WORK INSTRUCTIONS |
Copy out each line below that has the word "method" in it.

GIVEN DATA |
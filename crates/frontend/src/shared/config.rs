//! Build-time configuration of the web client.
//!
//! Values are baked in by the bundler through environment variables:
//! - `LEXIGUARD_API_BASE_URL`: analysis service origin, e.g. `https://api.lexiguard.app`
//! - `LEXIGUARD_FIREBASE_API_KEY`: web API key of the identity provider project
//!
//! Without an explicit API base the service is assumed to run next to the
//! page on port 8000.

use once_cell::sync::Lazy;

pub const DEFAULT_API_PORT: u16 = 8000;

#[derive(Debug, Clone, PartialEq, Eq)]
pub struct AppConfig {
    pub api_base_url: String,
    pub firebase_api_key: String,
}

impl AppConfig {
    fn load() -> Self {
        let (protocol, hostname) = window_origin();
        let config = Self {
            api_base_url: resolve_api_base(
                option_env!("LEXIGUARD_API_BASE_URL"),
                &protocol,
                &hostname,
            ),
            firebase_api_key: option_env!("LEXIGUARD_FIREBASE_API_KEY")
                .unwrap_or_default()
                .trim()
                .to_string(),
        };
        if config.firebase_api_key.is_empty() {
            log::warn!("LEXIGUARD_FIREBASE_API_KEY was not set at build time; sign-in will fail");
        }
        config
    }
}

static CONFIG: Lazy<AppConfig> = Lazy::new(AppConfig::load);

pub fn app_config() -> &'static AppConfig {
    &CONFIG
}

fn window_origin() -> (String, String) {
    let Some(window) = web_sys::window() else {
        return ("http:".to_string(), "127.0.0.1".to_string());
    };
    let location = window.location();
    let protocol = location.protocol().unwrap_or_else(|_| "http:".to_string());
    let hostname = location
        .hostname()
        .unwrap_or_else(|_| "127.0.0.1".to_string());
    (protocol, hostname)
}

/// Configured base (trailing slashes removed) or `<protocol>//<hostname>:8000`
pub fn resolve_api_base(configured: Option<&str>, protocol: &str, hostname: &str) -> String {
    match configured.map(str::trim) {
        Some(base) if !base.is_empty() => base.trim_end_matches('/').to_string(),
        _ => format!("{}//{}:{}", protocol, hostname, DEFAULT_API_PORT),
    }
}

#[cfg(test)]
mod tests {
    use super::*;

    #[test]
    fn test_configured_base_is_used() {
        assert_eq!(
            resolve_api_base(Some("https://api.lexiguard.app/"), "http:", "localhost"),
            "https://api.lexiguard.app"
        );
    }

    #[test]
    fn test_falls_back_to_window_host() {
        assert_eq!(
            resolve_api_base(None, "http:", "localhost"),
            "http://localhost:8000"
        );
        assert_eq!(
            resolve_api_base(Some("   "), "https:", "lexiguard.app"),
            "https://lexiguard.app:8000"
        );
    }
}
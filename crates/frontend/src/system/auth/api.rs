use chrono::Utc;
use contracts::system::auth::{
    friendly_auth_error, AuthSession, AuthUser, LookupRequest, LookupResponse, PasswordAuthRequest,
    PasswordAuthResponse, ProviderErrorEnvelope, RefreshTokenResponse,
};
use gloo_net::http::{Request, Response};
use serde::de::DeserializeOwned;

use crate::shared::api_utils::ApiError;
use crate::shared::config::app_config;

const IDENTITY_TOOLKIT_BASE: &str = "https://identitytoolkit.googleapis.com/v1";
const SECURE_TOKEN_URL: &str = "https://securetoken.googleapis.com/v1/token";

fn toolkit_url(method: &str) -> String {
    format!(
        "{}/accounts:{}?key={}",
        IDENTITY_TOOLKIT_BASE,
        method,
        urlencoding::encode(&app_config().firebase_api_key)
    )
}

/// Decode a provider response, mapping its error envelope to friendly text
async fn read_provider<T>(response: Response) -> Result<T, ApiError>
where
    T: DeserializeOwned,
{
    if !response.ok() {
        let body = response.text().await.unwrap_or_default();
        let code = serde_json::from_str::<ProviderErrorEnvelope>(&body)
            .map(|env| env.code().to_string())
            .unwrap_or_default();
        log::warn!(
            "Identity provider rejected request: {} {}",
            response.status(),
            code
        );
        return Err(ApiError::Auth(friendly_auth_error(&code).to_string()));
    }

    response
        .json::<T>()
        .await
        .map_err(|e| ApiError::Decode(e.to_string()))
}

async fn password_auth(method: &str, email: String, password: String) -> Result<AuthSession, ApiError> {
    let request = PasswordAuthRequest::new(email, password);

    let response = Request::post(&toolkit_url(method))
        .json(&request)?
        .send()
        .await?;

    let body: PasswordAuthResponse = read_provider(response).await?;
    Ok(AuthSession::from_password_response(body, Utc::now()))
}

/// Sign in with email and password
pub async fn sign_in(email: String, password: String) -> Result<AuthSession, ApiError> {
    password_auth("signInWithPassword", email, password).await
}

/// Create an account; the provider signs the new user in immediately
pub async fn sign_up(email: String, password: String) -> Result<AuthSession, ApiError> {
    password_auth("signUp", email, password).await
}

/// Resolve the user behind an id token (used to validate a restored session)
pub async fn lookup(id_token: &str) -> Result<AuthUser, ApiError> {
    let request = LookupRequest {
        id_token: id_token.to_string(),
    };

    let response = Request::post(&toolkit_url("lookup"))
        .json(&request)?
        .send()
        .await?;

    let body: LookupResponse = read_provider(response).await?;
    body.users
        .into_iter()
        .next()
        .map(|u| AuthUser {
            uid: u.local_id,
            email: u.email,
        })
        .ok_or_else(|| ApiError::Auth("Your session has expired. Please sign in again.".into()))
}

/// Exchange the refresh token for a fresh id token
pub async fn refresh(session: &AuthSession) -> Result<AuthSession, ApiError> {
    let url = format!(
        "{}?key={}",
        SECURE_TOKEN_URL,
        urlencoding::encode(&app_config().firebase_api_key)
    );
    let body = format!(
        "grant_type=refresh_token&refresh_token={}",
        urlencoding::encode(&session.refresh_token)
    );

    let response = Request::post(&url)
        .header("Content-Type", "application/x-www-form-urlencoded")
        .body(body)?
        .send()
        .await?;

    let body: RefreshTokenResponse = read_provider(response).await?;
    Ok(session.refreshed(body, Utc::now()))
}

==

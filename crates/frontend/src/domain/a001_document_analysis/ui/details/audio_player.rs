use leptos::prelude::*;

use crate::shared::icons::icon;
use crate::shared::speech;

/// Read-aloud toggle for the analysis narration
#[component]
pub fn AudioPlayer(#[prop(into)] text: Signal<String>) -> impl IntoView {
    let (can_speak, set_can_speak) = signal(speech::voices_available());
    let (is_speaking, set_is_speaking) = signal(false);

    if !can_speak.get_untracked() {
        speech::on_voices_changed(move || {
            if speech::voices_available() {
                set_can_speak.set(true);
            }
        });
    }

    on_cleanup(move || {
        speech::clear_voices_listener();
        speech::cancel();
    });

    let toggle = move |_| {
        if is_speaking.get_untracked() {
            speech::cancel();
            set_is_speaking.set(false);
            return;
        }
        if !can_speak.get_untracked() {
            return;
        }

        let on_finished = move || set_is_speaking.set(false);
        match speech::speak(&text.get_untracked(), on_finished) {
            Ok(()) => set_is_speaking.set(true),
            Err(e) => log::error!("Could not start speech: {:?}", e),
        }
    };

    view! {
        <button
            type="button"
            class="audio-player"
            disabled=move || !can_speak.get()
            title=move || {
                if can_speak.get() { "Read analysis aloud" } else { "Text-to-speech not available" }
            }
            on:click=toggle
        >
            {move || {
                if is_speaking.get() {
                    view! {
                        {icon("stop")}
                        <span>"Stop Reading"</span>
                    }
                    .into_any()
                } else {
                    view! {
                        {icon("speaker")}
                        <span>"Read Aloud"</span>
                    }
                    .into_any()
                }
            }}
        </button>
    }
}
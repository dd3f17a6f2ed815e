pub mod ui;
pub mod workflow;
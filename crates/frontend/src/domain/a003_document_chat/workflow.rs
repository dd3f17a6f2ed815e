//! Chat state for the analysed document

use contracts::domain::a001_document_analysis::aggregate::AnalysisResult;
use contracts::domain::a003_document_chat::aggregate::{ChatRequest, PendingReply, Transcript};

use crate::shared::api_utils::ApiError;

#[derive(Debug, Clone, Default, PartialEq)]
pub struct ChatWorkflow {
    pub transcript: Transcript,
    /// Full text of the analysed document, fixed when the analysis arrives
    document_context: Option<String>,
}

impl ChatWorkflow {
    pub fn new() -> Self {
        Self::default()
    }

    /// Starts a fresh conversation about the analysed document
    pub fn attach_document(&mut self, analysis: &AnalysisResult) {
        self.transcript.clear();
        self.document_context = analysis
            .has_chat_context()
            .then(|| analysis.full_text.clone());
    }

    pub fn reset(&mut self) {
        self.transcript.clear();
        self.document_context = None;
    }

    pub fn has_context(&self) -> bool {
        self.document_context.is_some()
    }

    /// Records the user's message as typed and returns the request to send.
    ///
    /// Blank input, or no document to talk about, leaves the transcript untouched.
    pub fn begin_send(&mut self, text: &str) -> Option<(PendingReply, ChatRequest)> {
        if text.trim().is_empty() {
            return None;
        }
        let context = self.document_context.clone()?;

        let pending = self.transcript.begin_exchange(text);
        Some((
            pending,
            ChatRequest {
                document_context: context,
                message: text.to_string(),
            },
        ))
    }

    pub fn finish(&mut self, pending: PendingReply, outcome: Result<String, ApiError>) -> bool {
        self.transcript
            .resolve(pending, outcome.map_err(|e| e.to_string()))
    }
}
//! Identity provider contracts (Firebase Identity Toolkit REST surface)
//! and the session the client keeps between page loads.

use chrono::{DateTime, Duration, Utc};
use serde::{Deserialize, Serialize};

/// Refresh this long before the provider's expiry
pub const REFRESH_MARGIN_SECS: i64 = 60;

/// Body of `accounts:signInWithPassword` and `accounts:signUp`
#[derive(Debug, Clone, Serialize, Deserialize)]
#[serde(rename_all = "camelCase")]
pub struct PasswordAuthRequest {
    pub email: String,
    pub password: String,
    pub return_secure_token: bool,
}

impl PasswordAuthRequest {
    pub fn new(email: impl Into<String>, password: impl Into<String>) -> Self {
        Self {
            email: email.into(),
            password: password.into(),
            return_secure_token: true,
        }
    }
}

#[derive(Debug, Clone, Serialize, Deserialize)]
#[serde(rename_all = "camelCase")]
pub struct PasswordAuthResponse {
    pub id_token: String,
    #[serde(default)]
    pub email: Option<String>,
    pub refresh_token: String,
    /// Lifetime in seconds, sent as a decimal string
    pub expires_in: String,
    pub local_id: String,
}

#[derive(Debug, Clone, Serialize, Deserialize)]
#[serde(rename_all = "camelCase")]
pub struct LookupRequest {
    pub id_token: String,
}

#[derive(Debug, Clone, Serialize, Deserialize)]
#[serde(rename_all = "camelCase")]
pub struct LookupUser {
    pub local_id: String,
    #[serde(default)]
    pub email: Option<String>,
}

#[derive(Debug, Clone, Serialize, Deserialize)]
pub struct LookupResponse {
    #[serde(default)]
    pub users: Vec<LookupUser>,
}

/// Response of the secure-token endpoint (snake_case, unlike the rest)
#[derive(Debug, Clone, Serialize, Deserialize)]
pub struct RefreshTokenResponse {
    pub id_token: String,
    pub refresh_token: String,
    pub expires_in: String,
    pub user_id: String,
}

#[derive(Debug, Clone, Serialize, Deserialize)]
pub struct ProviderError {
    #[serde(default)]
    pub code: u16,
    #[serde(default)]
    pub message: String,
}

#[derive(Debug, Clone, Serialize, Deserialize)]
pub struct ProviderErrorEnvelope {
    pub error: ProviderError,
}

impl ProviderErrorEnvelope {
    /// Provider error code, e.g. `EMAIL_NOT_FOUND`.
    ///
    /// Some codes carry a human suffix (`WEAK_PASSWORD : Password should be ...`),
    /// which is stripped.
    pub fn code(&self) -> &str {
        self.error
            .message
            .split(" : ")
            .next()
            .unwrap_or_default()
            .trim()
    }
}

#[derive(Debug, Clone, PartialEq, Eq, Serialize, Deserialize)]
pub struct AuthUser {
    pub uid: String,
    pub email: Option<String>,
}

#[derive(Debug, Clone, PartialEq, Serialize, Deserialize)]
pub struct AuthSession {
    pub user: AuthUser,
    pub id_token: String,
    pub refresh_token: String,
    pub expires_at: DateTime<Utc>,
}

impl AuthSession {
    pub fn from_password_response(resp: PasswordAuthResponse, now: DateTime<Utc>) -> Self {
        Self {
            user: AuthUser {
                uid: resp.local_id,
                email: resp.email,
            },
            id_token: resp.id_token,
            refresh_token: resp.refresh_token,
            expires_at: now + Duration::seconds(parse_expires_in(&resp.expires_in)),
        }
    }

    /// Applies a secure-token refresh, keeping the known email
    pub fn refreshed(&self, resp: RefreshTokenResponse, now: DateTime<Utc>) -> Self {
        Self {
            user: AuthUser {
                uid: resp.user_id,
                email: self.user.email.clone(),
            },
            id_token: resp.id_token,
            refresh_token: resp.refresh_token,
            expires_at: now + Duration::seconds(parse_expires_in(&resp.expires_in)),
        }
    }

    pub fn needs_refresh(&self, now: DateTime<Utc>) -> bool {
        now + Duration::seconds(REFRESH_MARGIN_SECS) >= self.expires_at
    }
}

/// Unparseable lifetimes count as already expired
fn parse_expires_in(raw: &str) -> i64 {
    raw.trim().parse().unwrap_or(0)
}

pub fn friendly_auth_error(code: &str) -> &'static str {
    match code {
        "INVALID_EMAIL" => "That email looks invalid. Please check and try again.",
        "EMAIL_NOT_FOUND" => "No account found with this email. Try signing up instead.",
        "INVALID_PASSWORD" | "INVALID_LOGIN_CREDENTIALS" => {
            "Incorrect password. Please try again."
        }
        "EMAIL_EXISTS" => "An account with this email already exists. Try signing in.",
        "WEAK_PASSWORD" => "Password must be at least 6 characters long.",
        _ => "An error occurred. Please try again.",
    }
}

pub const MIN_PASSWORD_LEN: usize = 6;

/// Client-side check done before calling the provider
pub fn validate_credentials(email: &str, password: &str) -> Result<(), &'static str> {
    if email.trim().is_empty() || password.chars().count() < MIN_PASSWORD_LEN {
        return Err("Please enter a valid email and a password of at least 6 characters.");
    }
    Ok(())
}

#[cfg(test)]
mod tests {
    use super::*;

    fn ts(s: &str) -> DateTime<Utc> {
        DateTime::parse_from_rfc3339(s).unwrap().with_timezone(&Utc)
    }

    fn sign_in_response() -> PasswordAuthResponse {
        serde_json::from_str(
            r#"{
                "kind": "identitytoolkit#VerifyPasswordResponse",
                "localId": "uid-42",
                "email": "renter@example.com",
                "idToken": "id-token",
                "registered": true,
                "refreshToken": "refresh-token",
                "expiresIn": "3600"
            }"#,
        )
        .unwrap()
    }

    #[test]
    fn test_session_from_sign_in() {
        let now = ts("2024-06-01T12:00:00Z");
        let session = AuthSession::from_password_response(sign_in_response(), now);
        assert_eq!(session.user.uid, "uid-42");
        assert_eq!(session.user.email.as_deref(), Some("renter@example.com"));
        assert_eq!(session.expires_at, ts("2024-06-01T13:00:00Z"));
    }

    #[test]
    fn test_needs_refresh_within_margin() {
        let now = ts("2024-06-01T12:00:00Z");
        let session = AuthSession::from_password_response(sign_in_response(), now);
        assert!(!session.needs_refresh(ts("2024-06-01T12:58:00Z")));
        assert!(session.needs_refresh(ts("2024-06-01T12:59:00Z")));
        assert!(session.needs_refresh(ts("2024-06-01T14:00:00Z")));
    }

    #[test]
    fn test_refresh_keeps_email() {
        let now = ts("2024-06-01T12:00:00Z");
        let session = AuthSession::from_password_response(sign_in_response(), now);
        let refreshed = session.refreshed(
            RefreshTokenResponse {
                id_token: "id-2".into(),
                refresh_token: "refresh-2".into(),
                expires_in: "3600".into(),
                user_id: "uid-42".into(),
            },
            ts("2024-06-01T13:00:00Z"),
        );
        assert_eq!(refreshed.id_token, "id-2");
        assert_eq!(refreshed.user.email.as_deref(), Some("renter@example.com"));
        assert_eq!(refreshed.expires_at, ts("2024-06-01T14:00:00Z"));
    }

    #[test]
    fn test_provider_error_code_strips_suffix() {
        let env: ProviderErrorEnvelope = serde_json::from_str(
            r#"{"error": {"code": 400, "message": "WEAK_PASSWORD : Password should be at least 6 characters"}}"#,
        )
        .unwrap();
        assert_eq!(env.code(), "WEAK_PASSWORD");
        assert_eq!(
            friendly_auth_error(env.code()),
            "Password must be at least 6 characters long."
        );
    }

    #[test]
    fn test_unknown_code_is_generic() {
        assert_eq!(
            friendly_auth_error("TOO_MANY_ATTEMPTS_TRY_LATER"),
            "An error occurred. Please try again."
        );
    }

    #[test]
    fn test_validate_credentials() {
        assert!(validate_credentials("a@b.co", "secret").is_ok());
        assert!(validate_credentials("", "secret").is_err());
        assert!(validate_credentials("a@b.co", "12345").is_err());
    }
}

---

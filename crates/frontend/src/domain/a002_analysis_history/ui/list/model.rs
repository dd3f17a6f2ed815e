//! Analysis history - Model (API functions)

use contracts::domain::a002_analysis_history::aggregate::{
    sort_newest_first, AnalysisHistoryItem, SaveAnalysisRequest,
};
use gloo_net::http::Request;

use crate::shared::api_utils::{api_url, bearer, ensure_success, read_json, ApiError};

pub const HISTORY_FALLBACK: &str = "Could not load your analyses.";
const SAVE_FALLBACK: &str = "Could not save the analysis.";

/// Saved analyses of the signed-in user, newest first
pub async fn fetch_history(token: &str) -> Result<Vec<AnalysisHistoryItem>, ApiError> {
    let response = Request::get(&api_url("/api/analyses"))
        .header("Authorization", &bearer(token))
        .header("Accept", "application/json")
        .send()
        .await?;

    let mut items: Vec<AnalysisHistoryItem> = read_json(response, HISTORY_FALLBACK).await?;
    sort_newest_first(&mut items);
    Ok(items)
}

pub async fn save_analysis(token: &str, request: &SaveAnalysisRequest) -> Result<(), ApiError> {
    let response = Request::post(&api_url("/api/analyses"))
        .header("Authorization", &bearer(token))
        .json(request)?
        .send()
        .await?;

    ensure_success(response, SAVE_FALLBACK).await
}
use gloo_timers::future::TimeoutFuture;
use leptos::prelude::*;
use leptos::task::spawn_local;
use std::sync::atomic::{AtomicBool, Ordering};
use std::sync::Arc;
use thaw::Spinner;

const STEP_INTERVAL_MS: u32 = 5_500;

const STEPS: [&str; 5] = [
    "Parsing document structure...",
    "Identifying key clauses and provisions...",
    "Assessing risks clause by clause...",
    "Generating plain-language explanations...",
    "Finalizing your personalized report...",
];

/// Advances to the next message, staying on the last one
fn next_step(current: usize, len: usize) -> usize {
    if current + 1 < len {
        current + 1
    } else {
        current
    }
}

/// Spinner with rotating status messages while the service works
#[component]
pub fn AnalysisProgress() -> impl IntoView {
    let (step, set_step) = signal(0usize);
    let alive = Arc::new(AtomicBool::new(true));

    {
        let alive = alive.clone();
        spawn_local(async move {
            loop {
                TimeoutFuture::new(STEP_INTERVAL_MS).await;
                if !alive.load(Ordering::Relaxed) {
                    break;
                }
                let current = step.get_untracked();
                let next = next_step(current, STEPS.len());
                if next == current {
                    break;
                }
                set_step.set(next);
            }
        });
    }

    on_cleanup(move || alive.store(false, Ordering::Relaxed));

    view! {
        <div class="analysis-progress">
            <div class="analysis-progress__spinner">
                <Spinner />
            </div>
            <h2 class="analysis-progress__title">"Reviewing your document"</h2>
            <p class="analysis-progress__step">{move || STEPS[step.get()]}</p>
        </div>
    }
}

SOLUTION TO THE EXERCISE |
fn toolkit_url(method: &str) -> String {
        method,
async fn password_auth(method: &str, email: String, password: String) -> Result<AuthSession, ApiError> {
    let response = Request::post(&toolkit_url(method))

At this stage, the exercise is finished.